Prima che arrivasse il
Signore.
«Voi
avete istigato la folla?» domandò il ragazzo con
sospetto.
Falco sembrò
molto orgoglioso della paternità dell’azione, e subito
attaccò un’entusiasmante descrizione dei combattimenti più
accaniti.
Il sorriso di Lia si
incrinò percettibilmente, sostituito da un’espressione più
annoiata; l’interesse di Lorenzo, invece, schizzò subito
alle stelle. E più Falco parlava, più i suoi occhi si
sgranavano, via via illuminandosi: ogni parola riaccendeva una
vecchia sensazione, ogni immagine era una piccola scossa all’altezza
del cuore... Dalla voce di Falco, come un miracolo, scaturiva la vita
che lo aveva abbandonato nelle lunghe settimane di oppressione.
Lorenzo non se ne rendeva nemmeno conto, estasiato dalle gesta e
dalle idee dello sconosciuto usurpatore della sua stalla; non si
accorse del tempo che passava, dei segni di impazienza di Lia,
dell’altro uomo che si era addormentato, russando profondamente; ma
quando Falco tacque aveva le lacrime agli occhi, e sua sorella pensò
che fosse ammattito.
«Tutto questo con
così pochi uomini...» mormorò ammirato. «In
un villaggio tanto sottomesso!
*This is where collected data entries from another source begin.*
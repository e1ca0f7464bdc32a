//! API utilities for frontend-backend communication.

/// Get the base URL for API requests.
///
/// Constructs the API base URL from the current window location, using
/// port 3000 for the backend server. Returns an empty string when no
/// window is available (tests, pre-mount).
pub fn api_base() -> String {
    let window = match web_sys::window() {
        Some(w) => w,
        None => return String::new(),
    };
    let location = window.location();
    let protocol = location.protocol().unwrap_or_else(|_| "http:".to_string());
    let hostname = location
        .hostname()
        .unwrap_or_else(|_| "127.0.0.1".to_string());
    format!("{}//{}:3000", protocol, hostname)
}

/// Build a full API URL from a path (the path should start with "/api/").
pub fn api_url(path: &str) -> String {
    format!("{}{}", api_base(), path)
}
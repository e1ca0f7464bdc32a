//! Standard page chrome: heading row plus content area.

use leptos::prelude::*;

use crate::shared::components::page_header::PageHeader;

#[component]
pub fn Shell(
    #[prop(into)] heading: String,
    #[prop(optional, into)] subtitle: MaybeProp<String>,
    /// Right-aligned call-to-action area of the heading row.
    #[prop(optional, into)]
    cta: ViewFn,
    children: Children,
) -> impl IntoView {
    view! {
        <div class="shell">
            <PageHeader title=heading subtitle=subtitle>
                {cta.run()}
            </PageHeader>
            <div class="shell__content">{children()}</div>
        </div>
    }
}
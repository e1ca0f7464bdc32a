//! PageFrame — standard root wrapper for every page.
//!
//! Guarantees two metadata attributes on the root DOM element:
//!   - `id`                 — `"{entity}--{category}"`, e.g. `"availability--list"`
//!   - `data-page-category` — one of the PAGE_CAT_* constants

use super::page_standard::*;
use leptos::prelude::*;

/// Root wrapper that sets standard metadata on every page.
///
/// Adds the BEM modifier class based on category:
/// - `list`   → `page`
/// - `detail` → `page page--detail`
#[component]
pub fn PageFrame(
    /// HTML id in format `{entity}--{category}`.
    page_id: &'static str,
    /// One of the PAGE_CAT_* constants from `page_standard`.
    category: &'static str,
    /// Additional CSS classes appended after the base class.
    #[prop(optional)]
    class: &'static str,
    children: Children,
) -> impl IntoView {
    let base_class = match category {
        PAGE_CAT_LIST => "page",
        PAGE_CAT_DETAIL => "page page--detail",
        _ => "page",
    };

    let full_class = if class.is_empty() {
        base_class.to_string()
    } else {
        format!("{base_class} {class}")
    };

    view! {
        <div
            id=page_id
            class=full_class
            data-page-category=category
        >
            {children()}
        </div>
    }
}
E’ incredibile! Stupefacente! Non
oso nemmeno immaginare cosa riuscirete a fare qui...»
«Cosa
riusciremo
a fare, Lorenzo» lo corresse Falco. «Noi e voi insieme:
tu e Lia potete darci un grande aiuto.»
Lorenzo fremette e gli
occhi di Lia si fecero languidi. La considerazione di quell’uomo
era improvvisamente diventata tutto, per entrambi.
«Ma abbiamo
parlato fin troppo» li ammonì lui. «E’ tardi, e
voi siete sfiniti. Andate a riposare. Domattina prima dell’alba
tornate qui, e definiremo i dettagli del piano.»
Lia e Lorenzo se ne
andarono a malincuore, offrendo pane e provviste segrete. Falco
rifiutò, dicendo che avevano la bisaccia piena, e li
incoraggiò a non restare sotto la pioggia.
Per la prima volta da
settimane, i due fratelli attesero l’alba con un’ansia vitale che
pensavano di non poter provare mai più.
La mattina dopo gli
ardori furono ben più moderati.
Lorenzo aprì gli
occhi a mezzora dall’alba, riconoscendo la familiare sensazione dei
muscoli rotti e delle articolazioni doloranti. Prima di alzarsi
rifletté su Falco e gli avvenimenti della sera prima.
Non
si trattava di un miracolo, ma di un maleficio,
si disse. Falco non era un santo, anzi: la sua capacità di
ammaliarlo era così sospetta da avvicinarlo maggiormente a
Satana, non al Padre Celeste; altrimenti non si spiegava l’ardore
che gli aveva messo in corpo, il desiderio insano di scatenare una
rivolta, a dispetto di tutte le vite che sarebbero venute a mancare.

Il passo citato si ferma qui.